3.06.2005

Morning in the Middle East

Oh, my. Oh, my!

Remember Ed Asner and "Not in Our Name?" How about Sean Penn's intellectual tomes from his rich, fact-finding forays into pre post-Saddam Iraq? Or the great French statesman, de Villepin's brave confrontations against the evil US on the UN floor? Michael Moore and his 'Minutemen' of Iraq? Bushitler? Ronald Raygun?

"The lesson of these last weeks is that it turns out Washington's Zionists know the Arab people a lot better than Europe's Arabists." Hoowhee, Mark Steyn, you are one for pithy zingers!

The Left is again using its superior intellect to configure the rightness of riding the wrong side of history. So it would seem. Let's take the recent happenings in Lebanon as an example:

"The fact that there are people in the streets of Beirut calling for Syrian withdrawal would have been inconceivable six months ago," said Sandy Berger, Bill Clinton's former National Security Adviser. "I realize that my partisan friends would not like it if I said it, but the answer is, yes, there has been some success."

Last saturday capped an astonishing week: an unrehearsable combination of tragedy, popular will, carefully coordinated behind-the-scenes diplomacy and unusual allied unanimity.

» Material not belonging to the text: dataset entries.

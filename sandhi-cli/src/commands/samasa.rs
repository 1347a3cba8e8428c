//! Samasa command implementation

use super::GlobalArgs;
use crate::CliError;
use anyhow::Result;
use clap::Args;

/// Arguments for the samasa command
#[derive(Debug, Args)]
pub struct SamasaArgs {
    /// First member
    pub first: String,

    /// Second member
    pub second: String,

    /// Compound kind (see `sandhi list kinds`)
    #[arg(short, long, default_value = "tatpurusa")]
    pub kind: String,
}

impl SamasaArgs {
    pub fn execute(&self, global: &GlobalArgs) -> Result<()> {
        let processor = global.processor()?;
        let compound = processor
            .samasa(&self.first, &self.second, &self.kind)
            .map_err(CliError::from)?;
        global.emit(&compound)
    }
}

The most electrifying moment came on Monday, when 25,000 Lebanese defied a government ban and staged a rally in Martyrs' Square to coincide with a parliamentary debate on the Valentine's Day massacre of Hariri, which was widely believed to be the work of Syria. The Beirut gathering was as unprecedented as it was diverse, in a country where power is constitutionally divided among sectarian communities. Troops and riot police deployed around the city center, but they did not stop thousands from joining the peaceful throng. Inside, the parliamentary debate dissolved into chaos after pro-Syrian Prime Minister Omar Karami stunned the chamber by announcing his resignation. "Real independence is not given," said Issaf Chaker Skinner, a Lebanese woman in the joyous crowd outside. "It must be taken." The unprecedented images of people power that beamed across the Arab world on al-Jazeera, said State Department officials, were almost as important as the event itself. -- Time Magazine's Michael Duffy


What are we seeing in these days? Well, Iraq, Lebanon, Palestine, Egypt, and Saudi Arabia are all in the midst of a controlled revolution. Whether it is the same old 'one step forward, two steps back', or something a bit more -- time will tell. I believe it is the latter. The Left wants the former, oh, you know they do. You see, its all about the failure of the hated, chimp-like cowboy from Texas. This, for the Left, is victory. Never mind problem-solving in the real -- the Left would prefer that it remain upon the blackboard -- the better to nuance and fine-tune their utopian future (always in the future) ideals.

Morning in the Middle-east. Grand, isn't it?